─── Records for the exercise ───

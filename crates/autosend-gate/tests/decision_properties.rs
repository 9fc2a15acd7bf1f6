use std::sync::atomic::{AtomicUsize, Ordering};
use std::sync::{Arc, Barrier};
use std::thread;

use autosend_gate::gates::standard_ids;
use autosend_gate::{
    check_hard_block, AutoSendEngine, Clock, Disposition, GateId, HardBlockReason,
    InMemoryRateLimitStore, ManualClock, QuotaPolicy, RateLimitPolicy, RateLimitStore,
    RATE_LIMIT_EXCEEDED,
};
use autosend_types::{
    ChannelSettings, Contact, DecisionContext, DecisionContextInput, MessageType,
    SchedulingClarity, SupervisorVerdict, UserSettings, WorkingHours,
};
use chrono::Duration;

fn passing_context() -> DecisionContext {
    DecisionContext::new(
        UserSettings {
            auto_send_enabled: true,
            confidence_threshold: 0.85,
            working_hours: WorkingHours::new(9, 17),
            allow_after_hours: false,
        },
        ChannelSettings {
            auto_send_enabled: true,
        },
        Contact::established(8),
        SupervisorVerdict::clean(0.9),
        14,
    )
}

fn engine_with_clock() -> (AutoSendEngine, Arc<ManualClock>) {
    let _ = tracing_subscriber::fmt()
        .with_env_filter("autosend_gate=debug")
        .with_test_writer()
        .try_init();
    let clock = Arc::new(ManualClock::default());
    let engine = AutoSendEngine::builder()
        .clock(clock.clone())
        .build()
        .unwrap();
    (engine, clock)
}

fn gate_passed(engine: &AutoSendEngine, draft: &str, ctx: &DecisionContext, id: &GateId) -> bool {
    let outcome = engine.evaluate("prop-user", draft, ctx);
    outcome
        .gate_results
        .iter()
        .find(|r| &r.id == id)
        .map(|r| r.passed)
        .unwrap()
}

#[test]
fn always_ten_results_in_fixed_order() {
    let (engine, _) = engine_with_clock();
    let blocked_everywhere = DecisionContextInput::default().into_context();

    for ctx in [passing_context(), blocked_everywhere] {
        let outcome = engine.evaluate("alice", "Sounds good.", &ctx);
        let ids: Vec<GateId> = outcome.gate_results.iter().map(|r| r.id.clone()).collect();
        assert_eq!(ids, standard_ids().to_vec());
    }
}

#[test]
fn passed_iff_all_gates_and_rate_allowed() {
    let (engine, _) = engine_with_clock();

    let outcome = engine.evaluate("alice", "Confirmed.", &passing_context());
    assert!(outcome.passed);
    assert!(outcome.gate_results.iter().all(|r| r.passed));

    let mut ctx = passing_context();
    ctx.supervisor.sender_requested_attachment = true;
    let outcome = engine.evaluate("alice", "Confirmed.", &ctx);
    assert!(!outcome.passed);
    assert_eq!(outcome.risk_reason.as_deref(), Some("sender requested an attachment"));
}

#[test]
fn confidence_boundary() {
    let (engine, _) = engine_with_clock();
    let mut ctx = passing_context();
    ctx.user_settings.confidence_threshold = 0.85;

    ctx.supervisor.confidence_score = 0.85;
    assert!(gate_passed(&engine, "ok", &ctx, &GateId::CONFIDENCE));

    ctx.supervisor.confidence_score = 0.8499;
    assert!(!gate_passed(&engine, "ok", &ctx, &GateId::CONFIDENCE));
}

#[test]
fn first_touch_fails_regardless_of_other_fields() {
    let (engine, _) = engine_with_clock();
    let mut ctx = passing_context();
    ctx.contact = Contact {
        is_new: true,
        message_count: 0,
        is_vip: false,
        sentiment_score: 1.0,
    };

    let outcome = engine.evaluate("alice", "ok", &ctx);
    let failed: Vec<&GateId> = outcome.failed_gates().map(|r| &r.id).collect();
    assert_eq!(failed, vec![&GateId::FIRST_TOUCH]);
}

#[test]
fn dollar_amount_fails_forbidden_topics() {
    let (engine, _) = engine_with_clock();
    let ctx = passing_context();
    assert!(!ctx.supervisor.has_forbidden_topics);
    assert!(!gate_passed(&engine, "That comes to $50 total.", &ctx, &GateId::FORBIDDEN_TOPICS));
}

#[test]
fn scheduling_unknown_passes() {
    let (engine, _) = engine_with_clock();
    let mut ctx = passing_context();
    for (clarity, expected) in [
        (SchedulingClarity::Unknown, true),
        (SchedulingClarity::Ambiguous, false),
        (SchedulingClarity::Unambiguous, true),
    ] {
        ctx.supervisor.scheduling = clarity;
        assert_eq!(
            gate_passed(&engine, "ok", &ctx, &GateId::SCHEDULING_AMBIGUITY),
            expected
        );
    }
}

#[test]
fn eleventh_call_is_rate_limited_then_window_resets() {
    let (engine, clock) = engine_with_clock();
    let mut failing = passing_context();
    failing.supervisor.message_type = MessageType::Complex;

    // Rate allowance does not depend on gate outcomes.
    for i in 0..10 {
        let ctx = if i % 2 == 0 { passing_context() } else { failing.clone() };
        let outcome = engine.evaluate("alice", "ok", &ctx);
        assert!(outcome.rate_limit.allowed, "call {i}");
    }

    let outcome = engine.evaluate("alice", "ok", &passing_context());
    assert!(!outcome.passed);
    assert!(outcome.gate_results.iter().all(|r| r.passed));
    assert_eq!(outcome.risk_reason.as_deref(), Some(RATE_LIMIT_EXCEEDED));

    clock.advance(Duration::hours(1) + Duration::seconds(1));
    let outcome = engine.evaluate("alice", "ok", &passing_context());
    assert!(outcome.passed);
    assert_eq!(outcome.rate_limit.count, 1);
}

#[test]
fn hard_block_properties() {
    let vip = Contact {
        is_vip: true,
        sentiment_score: 0.9,
        ..Contact::established(3)
    };
    let result = check_hard_block(&vip);
    assert!(result.blocked);
    assert_eq!(result.reason, Some(HardBlockReason::VipManualOverride));

    let sour = Contact {
        sentiment_score: 0.29,
        ..Contact::established(3)
    };
    assert_eq!(
        check_hard_block(&sour).reason,
        Some(HardBlockReason::NegativeSentimentDetected)
    );

    let borderline = Contact {
        sentiment_score: 0.30,
        ..Contact::established(3)
    };
    assert!(!check_hard_block(&borderline).blocked);
}

#[test]
fn empty_context_routes_to_human() {
    let (engine, _) = engine_with_clock();
    let ctx = DecisionContextInput::from_json("{}").unwrap();
    let decision = engine.decide("alice", "ok", &ctx);
    assert_eq!(decision.disposition, Disposition::RouteToHuman);
    assert!(decision.hard_block.blocked);
    assert!(!decision.outcome.passed);
}

#[test]
fn concurrent_same_user_never_exceeds_limit() {
    let store = Arc::new(InMemoryRateLimitStore::new());
    let engine = Arc::new(
        AutoSendEngine::builder()
            .store(store.clone())
            .build()
            .unwrap(),
    );
    let threads = 32;
    let barrier = Arc::new(Barrier::new(threads));
    let allowed = Arc::new(AtomicUsize::new(0));

    let handles: Vec<_> = (0..threads)
        .map(|_| {
            let engine = engine.clone();
            let barrier = barrier.clone();
            let allowed = allowed.clone();
            thread::spawn(move || {
                barrier.wait();
                if engine.limiter().check_and_consume("shared-user") {
                    allowed.fetch_add(1, Ordering::SeqCst);
                }
            })
        })
        .collect();
    for handle in handles {
        handle.join().unwrap();
    }

    assert_eq!(allowed.load(Ordering::SeqCst), 10);
    assert_eq!(store.snapshot("shared-user").unwrap().count, 10);
}

#[test]
fn concurrent_distinct_users_each_get_full_quota() {
    let clock = Arc::new(ManualClock::default());
    let store = InMemoryRateLimitStore::new();
    let policy = RateLimitPolicy::default();
    let now = clock.now();

    thread::scope(|scope| {
        for user in 0..8 {
            let store = &store;
            scope.spawn(move || {
                let key = format!("user-{user}");
                let granted = (0..15)
                    .filter(|_| store.acquire(&key, now, &policy, true).allowed)
                    .count();
                assert_eq!(granted, 10);
            });
        }
    });

    assert_eq!(store.len(), 8);
}

#[test]
fn consume_on_success_policy_is_explicit() {
    let engine = AutoSendEngine::builder()
        .quota_policy(QuotaPolicy::ConsumeOnSuccess)
        .build()
        .unwrap();
    assert_eq!(engine.quota_policy(), QuotaPolicy::ConsumeOnSuccess);

    let mut ctx = passing_context();
    ctx.channel_settings.auto_send_enabled = false;
    for _ in 0..20 {
        engine.evaluate("alice", "ok", &ctx);
    }
    assert!(engine.evaluate("alice", "ok", &passing_context()).passed);
}
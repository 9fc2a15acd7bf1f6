//! G5–G8 and G10: what the draft and the inbound thread actually say.

use autosend_types::SchedulingClarity;

use crate::gate::{Gate, GateId, GateInput};

/// G5: only acknowledgements and confirmations go out unattended.
pub fn complexity() -> Gate {
    fn check(input: &GateInput<'_>) -> bool {
        input.context.supervisor.message_type.is_simple()
    }

    fn detail(input: &GateInput<'_>, passed: bool) -> String {
        let kind = input.context.supervisor.message_type.as_str();
        if passed {
            format!("message type {kind} is simple")
        } else {
            format!("message type {kind} requires review")
        }
    }

    Gate::new(GateId::COMPLEXITY, check, detail)
}

/// G6: neither the configured matchers nor the supervisor found a forbidden
/// topic.
pub fn forbidden_topics() -> Gate {
    fn check(input: &GateInput<'_>) -> bool {
        input.topic_hits.is_empty() && !input.context.supervisor.has_forbidden_topics
    }

    fn detail(input: &GateInput<'_>, passed: bool) -> String {
        if passed {
            return "no forbidden topics".into();
        }
        let mut found: Vec<String> = input
            .topic_hits
            .iter()
            .map(|hit| format!("{} ({})", hit.id, hit.matched))
            .collect();
        found.extend(input.context.supervisor.forbidden_topics_found.iter().cloned());

        if found.is_empty() {
            "forbidden topics flagged by supervisor".into()
        } else {
            format!("forbidden topics found: {}", found.join(", "))
        }
    }

    Gate::new(GateId::FORBIDDEN_TOPICS, check, detail)
}

/// G7: scheduling is not explicitly ambiguous. Unknown passes.
pub fn scheduling_ambiguity() -> Gate {
    fn check(input: &GateInput<'_>) -> bool {
        input.context.supervisor.scheduling != SchedulingClarity::Ambiguous
    }

    fn detail(input: &GateInput<'_>, passed: bool) -> String {
        match (passed, input.context.supervisor.scheduling) {
            (false, _) => "scheduling request is ambiguous".into(),
            (true, SchedulingClarity::Unknown) => "no scheduling ambiguity reported".into(),
            (true, _) => "scheduling is unambiguous".into(),
        }
    }

    Gate::new(GateId::SCHEDULING_AMBIGUITY, check, detail)
}

/// G8: the draft makes no promise the user has not made before.
pub fn no_new_commitments() -> Gate {
    fn check(input: &GateInput<'_>) -> bool {
        !input.context.supervisor.contains_new_commitments
    }

    fn detail(_input: &GateInput<'_>, passed: bool) -> String {
        if passed {
            "no new commitments".into()
        } else {
            "draft introduces new commitments".into()
        }
    }

    Gate::new(GateId::NO_NEW_COMMITMENTS, check, detail)
}

/// G10: the sender did not ask for a file we would have to pick.
pub fn attachment_request() -> Gate {
    fn check(input: &GateInput<'_>) -> bool {
        !input.context.supervisor.sender_requested_attachment
    }

    fn detail(_input: &GateInput<'_>, passed: bool) -> String {
        if passed {
            "no attachment requested".into()
        } else {
            "sender requested an attachment".into()
        }
    }

    Gate::new(GateId::ATTACHMENT_REQUEST, check, detail)
}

───

* [Exercise objective]: For every line of the records that has the word "SupervisorVerdict" in it, make a copy.

* [Exercise solution]:
    SchedulingClarity, SupervisorVerdict, UserSettings, WorkingHours,
        SupervisorVerdict::clean(0.9),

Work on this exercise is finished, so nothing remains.